Speaking at the Heritage Foundation a month and a half later, he called for a return to “some of the very founding ideas of the West, the Christian faith on which all Western nations were…really based.” He did not say what that might mean politically or institutionally, and it seems safe to assume that nothing along those lines is in the offing or even conceivable. His recommendation, which he attributed to Rod Dreher’s “prophetic” “manual for Christian dissidents,” was to “live not by lies.” In Dreher’s account, Solzhenitsyn’s 1974 appeal to captive Soviets was timely again because the West was under siege from a new “social justice” totalitarianism.
(In Warsaw this week, a Polish journalist who interviewed me said, “We were all so thrilled by your vice president’s Munich speech, because we are Christians and conservatives.”)

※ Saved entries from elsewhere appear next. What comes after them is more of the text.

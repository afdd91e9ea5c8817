//! Undo/Redo history.
//!
//! Every applied mutation pushes one full page snapshot; undo/redo move a
//! cursor over the snapshot list. Snapshots are shared `Arc`s, so handing
//! the current page to the renderer or the store never copies the tree.
//! Pushing after an undo discards the redo branch.

use std::sync::Arc;

use pb_core::model::PageDocument;

/// One entry of the history: the page and what produced it.
#[derive(Debug, Clone)]
pub struct Snapshot {
    pub page: Arc<PageDocument>,
    pub description: String,
}

/// Linear snapshot history with a cursor.
///
/// Invariant: `0 <= index < len`.
#[derive(Debug, Clone)]
pub struct HistoryStack {
    entries: Vec<Snapshot>,
    index: usize,
    /// Maximum number of snapshots kept; the oldest is dropped beyond it.
    max_depth: usize,
}

impl HistoryStack {
    pub fn new(initial: PageDocument, max_depth: usize) -> Self {
        Self {
            entries: vec![Snapshot {
                page: Arc::new(initial),
                description: "open".to_string(),
            }],
            index: 0,
            max_depth: max_depth.max(1),
        }
    }

    /// Record a new page as the present, discarding anything ahead of the
    /// cursor.
    pub fn push(&mut self, page: PageDocument, description: &str) {
        self.entries.truncate(self.index + 1);
        self.entries.push(Snapshot {
            page: Arc::new(page),
            description: description.to_string(),
        });
        if self.entries.len() > self.max_depth {
            let excess = self.entries.len() - self.max_depth;
            self.entries.drain(..excess);
            log::debug!("history: dropped {excess} oldest snapshot(s)");
        }
        self.index = self.entries.len() - 1;
    }

    /// Step back one snapshot and return it.
    pub fn undo(&mut self) -> Option<Arc<PageDocument>> {
        if !self.can_undo() {
            return None;
        }
        let undone = &self.entries[self.index].description;
        log::debug!("history: undo {undone}");
        self.index -= 1;
        Some(self.current())
    }

    /// Step forward one snapshot and return it.
    pub fn redo(&mut self) -> Option<Arc<PageDocument>> {
        if !self.can_redo() {
            return None;
        }
        self.index += 1;
        log::debug!("history: redo {}", self.entries[self.index].description);
        Some(self.current())
    }

    pub fn can_undo(&self) -> bool {
        self.index > 0
    }

    pub fn can_redo(&self) -> bool {
        self.index + 1 < self.entries.len()
    }

    /// The page at the cursor.
    pub fn current(&self) -> Arc<PageDocument> {
        Arc::clone(&self.entries[self.index].page)
    }

    /// Description of the snapshot that `undo` would revert.
    pub fn undo_description(&self) -> Option<&str> {
        self.can_undo()
            .then(|| self.entries[self.index].description.as_str())
    }

    /// Description of the snapshot that `redo` would re-apply.
    pub fn redo_description(&self) -> Option<&str> {
        self.can_redo()
            .then(|| self.entries[self.index + 1].description.as_str())
    }

    pub fn len(&self) -> usize {
        self.entries.len()
    }

    pub fn is_empty(&self) -> bool {
        self.entries.is_empty()
    }

    pub fn index(&self) -> usize {
        self.index
    }

    pub fn max_depth(&self) -> usize {
        self.max_depth
    }
}
//! Component registry: type name → schema.
//!
//! Every component family implements [`ComponentSchema`]. The registry is a
//! read-only lookup table as far as the editing engine is concerned; it is
//! built once at startup, and clones share the same schemas.

use crate::model::{NodeMetadata, Props};
use serde_json::Value;
use std::collections::BTreeMap;
use std::sync::Arc;

// ─── Schema pieces ───────────────────────────────────────────────────────

/// An editable field and the value a freshly added component starts with.
#[derive(Debug, Clone, PartialEq)]
pub struct FieldSpec {
    pub name: &'static str,
    pub default: Value,
}

impl FieldSpec {
    pub fn new(name: &'static str, default: impl Into<Value>) -> Self {
        Self {
            name,
            default: default.into(),
        }
    }
}

/// Business details used to pre-fill template content and rendered copy.
#[derive(Debug, Clone, Default, PartialEq)]
pub struct TemplateContext {
    pub business_name: String,
    pub category: String,
    pub tagline: Option<String>,
}

/// An id-less node blueprint produced by template expansion. The mutation
/// engine assigns ids when the blueprint is instantiated.
#[derive(Debug, Clone, Default, PartialEq)]
pub struct ComponentTemplate {
    pub kind: String,
    pub props: Props,
    pub layout: Props,
    pub metadata: NodeMetadata,
    /// `Some` for container blueprints.
    pub children: Option<Vec<ComponentTemplate>>,
}

impl ComponentTemplate {
    pub fn leaf(kind: impl Into<String>, props: Props) -> Self {
        Self {
            kind: kind.into(),
            props,
            ..Default::default()
        }
    }

    pub fn container(
        kind: impl Into<String>,
        props: Props,
        children: Vec<ComponentTemplate>,
    ) -> Self {
        Self {
            kind: kind.into(),
            props,
            children: Some(children),
            ..Default::default()
        }
    }

    /// Put this blueprint into a column slot of its parent.
    pub fn in_column(mut self, column: usize) -> Self {
        self.metadata.column_index = Some(column);
        self
    }
}

/// Rendered children handed to a container's `render`.
#[derive(Debug, Clone, PartialEq)]
pub enum RenderedChildren {
    /// Leaf component.
    None,
    /// Plain container: children in array order.
    Flat(Vec<String>),
    /// Column-container: one list per column, array order within each.
    Columns(Vec<Vec<String>>),
}

/// Everything a schema needs to render one node.
#[derive(Debug, Clone, Copy)]
pub struct RenderInput<'a> {
    pub id: &'a str,
    pub props: &'a Props,
    pub layout: &'a Props,
    pub edit_mode: bool,
    pub context: &'a TemplateContext,
    pub children: &'a RenderedChildren,
}

impl RenderInput<'_> {
    /// String prop or `fallback`.
    pub fn text<'b>(&'b self, key: &str, fallback: &'b str) -> &'b str {
        self.props.get(key).and_then(Value::as_str).unwrap_or(fallback)
    }
}

// ─── Schema trait ────────────────────────────────────────────────────────

/// Behaviour of one component type.
pub trait ComponentSchema: Send + Sync {
    /// Registry key (e.g. `"TextBlock"`).
    fn kind(&self) -> &str;

    /// Human label shown in the component library.
    fn label(&self) -> &str {
        self.kind()
    }

    /// Library grouping (`"layout"`, `"content"`, `"templates"`, ...).
    fn category(&self) -> &str {
        "content"
    }

    fn fields(&self) -> &[FieldSpec];

    fn accepts_children(&self) -> bool {
        false
    }

    /// `Some(n)` marks a column-container with `n` columns for these props.
    fn column_count(&self, _props: &Props) -> Option<usize> {
        None
    }

    fn is_template(&self) -> bool {
        false
    }

    /// Starter layout for template types. Empty for everything else.
    fn template(&self, _ctx: &TemplateContext) -> Vec<ComponentTemplate> {
        Vec::new()
    }

    fn render(&self, input: &RenderInput<'_>) -> String;

    /// Props a freshly added node starts with.
    fn default_props(&self) -> Props {
        self.fields()
            .iter()
            .map(|f| (f.name.to_string(), f.default.clone()))
            .collect()
    }
}

// ─── Registry ────────────────────────────────────────────────────────────

/// Lookup table from type name to schema.
#[derive(Clone, Default)]
pub struct Registry {
    entries: BTreeMap<String, Arc<dyn ComponentSchema>>,
}

impl Registry {
    #[must_use]
    pub fn new() -> Self {
        Self::default()
    }

    /// Add (or replace) a schema under its own `kind()`.
    pub fn register<S: ComponentSchema + 'static>(&mut self, schema: S) -> &mut Self {
        let kind = schema.kind().to_string();
        log::trace!("registry: registered {kind}");
        self.entries.insert(kind, Arc::new(schema));
        self
    }

    pub fn lookup(&self, kind: &str) -> Option<&dyn ComponentSchema> {
        self.entries.get(kind).map(|s| s.as_ref())
    }

    pub fn contains(&self, kind: &str) -> bool {
        self.entries.contains_key(kind)
    }

    /// Registered type names, sorted.
    pub fn kinds(&self) -> impl Iterator<Item = &str> {
        self.entries.keys().map(String::as_str)
    }

    pub fn len(&self) -> usize {
        self.entries.len()
    }

    pub fn is_empty(&self) -> bool {
        self.entries.is_empty()
    }

    pub fn default_props(&self, kind: &str) -> Option<Props> {
        self.lookup(kind).map(|s| s.default_props())
    }

    /// Column count of a node of `kind` with `props`, if it is a column-container.
    pub fn column_count(&self, kind: &str, props: &Props) -> Option<usize> {
        self.lookup(kind)
            .and_then(|s| s.column_count(props))
            .map(|n| n.max(1))
    }
}

impl std::fmt::Debug for Registry {
    fn fmt(&self, f: &mut std::fmt::Formatter<'_>) -> std::fmt::Result {
        f.debug_struct("Registry")
            .field("kinds", &self.entries.keys().collect::<Vec<_>>())
            .finish()
    }
}
use lasso::{Spur, ThreadedRodeo};
use serde::{Deserialize, Deserializer, Serialize, Serializer};
use std::fmt;
use std::sync::LazyLock;
use std::sync::atomic::{AtomicU64, Ordering};

/// Process-wide interner backing every `NodeId`.
static INTERNER: LazyLock<ThreadedRodeo> = LazyLock::new(ThreadedRodeo::default);

/// An opaque, interned identifier for page components and sections.
/// Stored as a 4-byte `Spur`; comparing and hashing never touch the string.
#[derive(Clone, Copy, PartialEq, Eq, Hash)]
pub struct NodeId(Spur);

impl NodeId {
    /// Intern a string as a NodeId, or return the existing one.
    pub fn intern(s: &str) -> Self {
        NodeId(INTERNER.get_or_intern(s))
    }

    /// Resolve back to a string slice.
    pub fn as_str(&self) -> &str {
        INTERNER.resolve(&self.0)
    }

    /// Generate a fresh ID with a type prefix (e.g. `textblock_4`).
    ///
    /// Candidates that were ever interned are skipped, which covers ids
    /// loaded from a saved page as well as ids of removed nodes. A fresh
    /// id is therefore never handed out twice.
    pub fn fresh(prefix: &str) -> Self {
        static COUNTER: AtomicU64 = AtomicU64::new(0);
        let prefix = normalize_prefix(prefix);
        loop {
            let n = COUNTER.fetch_add(1, Ordering::Relaxed);
            let candidate = format!("{prefix}_{n}");
            if !INTERNER.contains(&candidate) {
                return Self::intern(&candidate);
            }
        }
    }
}

/// Lowercase ASCII alphanumerics of a component type, `node` if nothing is left.
fn normalize_prefix(prefix: &str) -> String {
    let p: String = prefix
        .chars()
        .filter(|c| c.is_ascii_alphanumeric())
        .map(|c| c.to_ascii_lowercase())
        .collect();
    if p.is_empty() { "node".to_string() } else { p }
}

impl fmt::Debug for NodeId {
    fn fmt(&self, f: &mut fmt::Formatter<'_>) -> fmt::Result {
        write!(f, "#{}", self.as_str())
    }
}

impl fmt::Display for NodeId {
    fn fmt(&self, f: &mut fmt::Formatter<'_>) -> fmt::Result {
        f.write_str(self.as_str())
    }
}

impl Serialize for NodeId {
    fn serialize<S: Serializer>(&self, serializer: S) -> Result<S::Ok, S::Error> {
        serializer.serialize_str(self.as_str())
    }
}

impl<'de> Deserialize<'de> for NodeId {
    fn deserialize<D: Deserializer<'de>>(deserializer: D) -> Result<Self, D::Error> {
        let s = String::deserialize(deserializer)?;
        Ok(NodeId::intern(&s))
    }
}
//! Editor configuration.
//!
//! Loaded from JSON by the host; every field is optional and falls back to
//! its default.

use std::time::Duration;

use serde::{Deserialize, Serialize};

#[derive(Debug, Clone, PartialEq, Eq, Serialize, Deserialize)]
#[serde(default, rename_all = "camelCase")]
pub struct EditorConfig {
    /// Snapshots kept by the undo history.
    pub history_depth: usize,
    /// Quiet period before an auto-save fires.
    pub autosave_delay_ms: u64,
    pub autosave_enabled: bool,
    /// Length of the "recently used components" list.
    pub recent_limit: usize,
}

impl Default for EditorConfig {
    fn default() -> Self {
        Self {
            history_depth: 200,
            autosave_delay_ms: 3000,
            autosave_enabled: true,
            recent_limit: 8,
        }
    }
}

impl EditorConfig {
    pub fn from_json(text: &str) -> Result<Self, serde_json::Error> {
        serde_json::from_str(text)
    }

    pub fn autosave_delay(&self) -> Duration {
        Duration::from_millis(self.autosave_delay_ms)
    }
}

Slezkine’s conclusion: whatever “the West” is, it is a concept bounded by “the threat from Russia on the outside and the fear of decay on the inside.” Read the whole thing.
One of the great counterfactual thought experiments is whether or not Russia could have somehow been brought into “the West” in the period immediately following the Cold War. I think perhaps it might have happened, had Western nations been more strongly Christian, and aware of themselves as Christian. That, and had they perceived the need to develop and solidify a civilization in opposition to the rising one in China. But then, the accelerating internal decay of the West would have still been there.

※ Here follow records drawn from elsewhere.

//! Core page data model.
//!
//! A page is an ordered list of root `ComponentNode`s. Container nodes own an
//! ordered `children` list; array position is the only ordering signal for
//! this nested model. The flat `SectionInstance` model used by the simpler
//! single-level builder carries an explicit `order` field instead.

use crate::id::NodeId;
use serde::{Deserialize, Serialize};
use serde_json::{Map, Value};
use smallvec::SmallVec;
use thiserror::Error;

/// Content/configuration values of a component, keyed by field name.
pub type Props = Map<String, Value>;

/// Ancestor chain from a root node down to (and excluding) a target node.
pub type NodePath = SmallVec<[NodeId; 4]>;

// ─── Component nodes ─────────────────────────────────────────────────────

/// Structural hints that are not part of the content.
#[derive(Debug, Clone, Default, PartialEq, Serialize, Deserialize)]
pub struct NodeMetadata {
    /// Slot occupied inside a column-container parent. May be stale after
    /// the parent's column count changes.
    #[serde(
        rename = "columnIndex",
        default,
        skip_serializing_if = "Option::is_none"
    )]
    pub column_index: Option<usize>,

    /// Any other structural keys carried through untouched.
    #[serde(flatten)]
    pub extra: Props,
}

impl NodeMetadata {
    pub fn is_empty(&self) -> bool {
        self.column_index.is_none() && self.extra.is_empty()
    }
}

/// A node in the page tree.
#[derive(Debug, Clone, PartialEq, Serialize, Deserialize)]
#[serde(rename_all = "camelCase")]
pub struct ComponentNode {
    pub id: NodeId,

    /// Registry key; decides schema and rendering.
    #[serde(rename = "type")]
    pub kind: String,

    #[serde(default)]
    pub props: Props,

    #[serde(default, skip_serializing_if = "Map::is_empty")]
    pub layout: Props,

    /// Present only for container types.
    #[serde(default, skip_serializing_if = "Option::is_none")]
    pub children: Option<Vec<ComponentNode>>,

    #[serde(default, skip_serializing_if = "Option::is_none")]
    pub parent_id: Option<NodeId>,

    #[serde(default, skip_serializing_if = "NodeMetadata::is_empty")]
    pub metadata: NodeMetadata,
}

impl ComponentNode {
    /// A leaf node with no layout hints and no metadata.
    pub fn new(id: NodeId, kind: impl Into<String>, props: Props) -> Self {
        Self {
            id,
            kind: kind.into(),
            props,
            layout: Props::new(),
            children: None,
            parent_id: None,
            metadata: NodeMetadata::default(),
        }
    }

    /// A container node with an empty children list.
    pub fn container(id: NodeId, kind: impl Into<String>, props: Props) -> Self {
        Self {
            children: Some(Vec::new()),
            ..Self::new(id, kind, props)
        }
    }

    pub fn is_container(&self) -> bool {
        self.children.is_some()
    }

    /// Children slice; empty for leaves.
    pub fn child_nodes(&self) -> &[ComponentNode] {
        self.children.as_deref().unwrap_or(&[])
    }

    pub fn prop_str(&self, key: &str) -> Option<&str> {
        self.props.get(key).and_then(Value::as_str)
    }

    pub fn prop_u64(&self, key: &str) -> Option<u64> {
        self.props.get(key).and_then(Value::as_u64)
    }

    /// Number of nodes in this subtree, including `self`.
    pub fn subtree_len(&self) -> usize {
        1 + self
            .child_nodes()
            .iter()
            .map(ComponentNode::subtree_len)
            .sum::<usize>()
    }
}

// ─── Page document ───────────────────────────────────────────────────────

/// Page-level metadata; not consulted by the composition engine.
#[derive(Debug, Clone, Default, PartialEq, Serialize, Deserialize)]
#[serde(rename_all = "camelCase")]
pub struct PageMeta {
    #[serde(default)]
    pub title: String,
    #[serde(default, skip_serializing_if = "Option::is_none")]
    pub slug: Option<String>,
    #[serde(default, skip_serializing_if = "Option::is_none")]
    pub seo_description: Option<String>,
    #[serde(default, skip_serializing_if = "Vec::is_empty")]
    pub seo_keywords: Vec<String>,
}

/// Where a node sits: its parent (`None` for root) and its index in that list.
#[derive(Debug, Clone, Copy, PartialEq, Eq)]
pub struct Location {
    pub parent: Option<NodeId>,
    pub index: usize,
}

/// Failure to decode a persisted page.
#[derive(Debug, Error)]
pub enum DocumentError {
    #[error("invalid page JSON: {0}")]
    Json(#[from] serde_json::Error),
    #[error("invalid page encoding: {0}")]
    Decode(#[from] rmp_serde::decode::Error),
    #[error("page encoding failed: {0}")]
    Encode(#[from] rmp_serde::encode::Error),
}

/// The page being edited: ordered root nodes plus page metadata.
#[derive(Debug, Clone, Default, PartialEq, Serialize, Deserialize)]
pub struct PageDocument {
    #[serde(default)]
    pub nodes: Vec<ComponentNode>,
    #[serde(default)]
    pub meta: PageMeta,
}

impl PageDocument {
    #[must_use]
    pub fn new() -> Self {
        Self::default()
    }

    pub fn with_title(title: impl Into<String>) -> Self {
        Self {
            nodes: Vec::new(),
            meta: PageMeta {
                title: title.into(),
                ..Default::default()
            },
        }
    }

    /// Look up a node anywhere in the tree.
    pub fn find(&self, id: NodeId) -> Option<&ComponentNode> {
        fn search(nodes: &[ComponentNode], id: NodeId) -> Option<&ComponentNode> {
            for node in nodes {
                if node.id == id {
                    return Some(node);
                }
                if let Some(found) = search(node.child_nodes(), id) {
                    return Some(found);
                }
            }
            None
        }
        search(&self.nodes, id)
    }

    /// Look up a node mutably anywhere in the tree.
    pub fn find_mut(&mut self, id: NodeId) -> Option<&mut ComponentNode> {
        fn search(nodes: &mut [ComponentNode], id: NodeId) -> Option<&mut ComponentNode> {
            for node in nodes {
                if node.id == id {
                    return Some(node);
                }
                if let Some(children) = node.children.as_mut()
                    && let Some(found) = search(children, id)
                {
                    return Some(found);
                }
            }
            None
        }
        search(&mut self.nodes, id)
    }

    /// Parent and index of a node.
    pub fn locate(&self, id: NodeId) -> Option<Location> {
        fn search(
            nodes: &[ComponentNode],
            parent: Option<NodeId>,
            id: NodeId,
        ) -> Option<Location> {
            for (index, node) in nodes.iter().enumerate() {
                if node.id == id {
                    return Some(Location { parent, index });
                }
                if let Some(found) = search(node.child_nodes(), Some(node.id), id) {
                    return Some(found);
                }
            }
            None
        }
        search(&self.nodes, None, id)
    }

    /// The list that `parent` owns: the root list for `None`, the container's
    /// children otherwise. `None` if the parent is missing or not a container.
    pub fn children_of(&self, parent: Option<NodeId>) -> Option<&[ComponentNode]> {
        match parent {
            None => Some(&self.nodes),
            Some(pid) => self.find(pid).and_then(|p| p.children.as_deref()),
        }
    }

    /// Mutable variant of [`children_of`](Self::children_of).
    pub fn children_of_mut(&mut self, parent: Option<NodeId>) -> Option<&mut Vec<ComponentNode>> {
        match parent {
            None => Some(&mut self.nodes),
            Some(pid) => self.find_mut(pid).and_then(|p| p.children.as_mut()),
        }
    }

    /// Ids of the ancestors of `id`, outermost first.
    pub fn ancestors(&self, id: NodeId) -> Option<NodePath> {
        fn search(nodes: &[ComponentNode], id: NodeId, path: &mut NodePath) -> bool {
            for node in nodes {
                if node.id == id {
                    return true;
                }
                path.push(node.id);
                if search(node.child_nodes(), id, path) {
                    return true;
                }
                path.pop();
            }
            false
        }
        let mut path = NodePath::new();
        search(&self.nodes, id, &mut path).then_some(path)
    }

    /// Whether `descendant` lives somewhere below `ancestor`.
    pub fn is_descendant(&self, ancestor: NodeId, descendant: NodeId) -> bool {
        ancestor != descendant
            && self
                .ancestors(descendant)
                .is_some_and(|path| path.contains(&ancestor))
    }

    pub fn contains(&self, id: NodeId) -> bool {
        self.find(id).is_some()
    }

    /// Pre-order traversal using an explicit work stack.
    pub fn walk(&self) -> Walk<'_> {
        Walk {
            stack: self.nodes.iter().rev().collect(),
        }
    }

    /// Every id in the tree, in pre-order.
    pub fn ids(&self) -> Vec<NodeId> {
        self.walk().map(|n| n.id).collect()
    }

    pub fn node_count(&self) -> usize {
        self.walk().count()
    }

    // ─── Persistence encodings ───────────────────────────────────────────

    pub fn to_json(&self) -> Result<String, DocumentError> {
        Ok(serde_json::to_string(self)?)
    }

    pub fn from_json(text: &str) -> Result<Self, DocumentError> {
        Ok(serde_json::from_str(text)?)
    }

    /// Compact binary form handed to the persistence layer.
    pub fn to_msgpack(&self) -> Result<Vec<u8>, DocumentError> {
        Ok(rmp_serde::to_vec_named(self)?)
    }

    pub fn from_msgpack(bytes: &[u8]) -> Result<Self, DocumentError> {
        Ok(rmp_serde::from_slice(bytes)?)
    }
}

/// Iterator returned by [`PageDocument::walk`].
pub struct Walk<'a> {
    stack: Vec<&'a ComponentNode>,
}

impl<'a> Iterator for Walk<'a> {
    type Item = &'a ComponentNode;

    fn next(&mut self) -> Option<Self::Item> {
        let node = self.stack.pop()?;
        self.stack.extend(node.child_nodes().iter().rev());
        Some(node)
    }
}

// ─── Flat sections ───────────────────────────────────────────────────────

/// A section of the single-level builder. `order` is explicit and kept as a
/// contiguous `0..N-1` permutation by the section engine.
#[derive(Debug, Clone, PartialEq, Serialize, Deserialize)]
pub struct SectionInstance {
    pub id: NodeId,
    #[serde(rename = "type")]
    pub kind: String,
    pub order: u32,
    #[serde(default)]
    pub props: Props,
    #[serde(default = "default_visible")]
    pub visible: bool,
}

fn default_visible() -> bool {
    true
}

One Polish journalist asked me why some American conservatives idealize Putin’s Russia. Don’t they know how decadent it is? he asked. How many divorces and abortions there are? How few Russians go to church? I hadn’t anticipated that question, but I told him the answer is probably that they admire that Putin is at least not ashamed to speak of Christianity (Orthodox, in his case) as at the core of Russian civilization, however weakened it may be there in reality, and that they — the US intellectuals of whom he speaks — idealize Putin’s Russia as a response to their own anxious despair over the decline of the post-Christian West.
In a couple of the many interviews I did in Poland, I had occasion to bring up Hungarian PM Orban’s oft-stated claim that Christianity is what made our civilization, and that it will not survive without returning to it. I agree with that, I told them.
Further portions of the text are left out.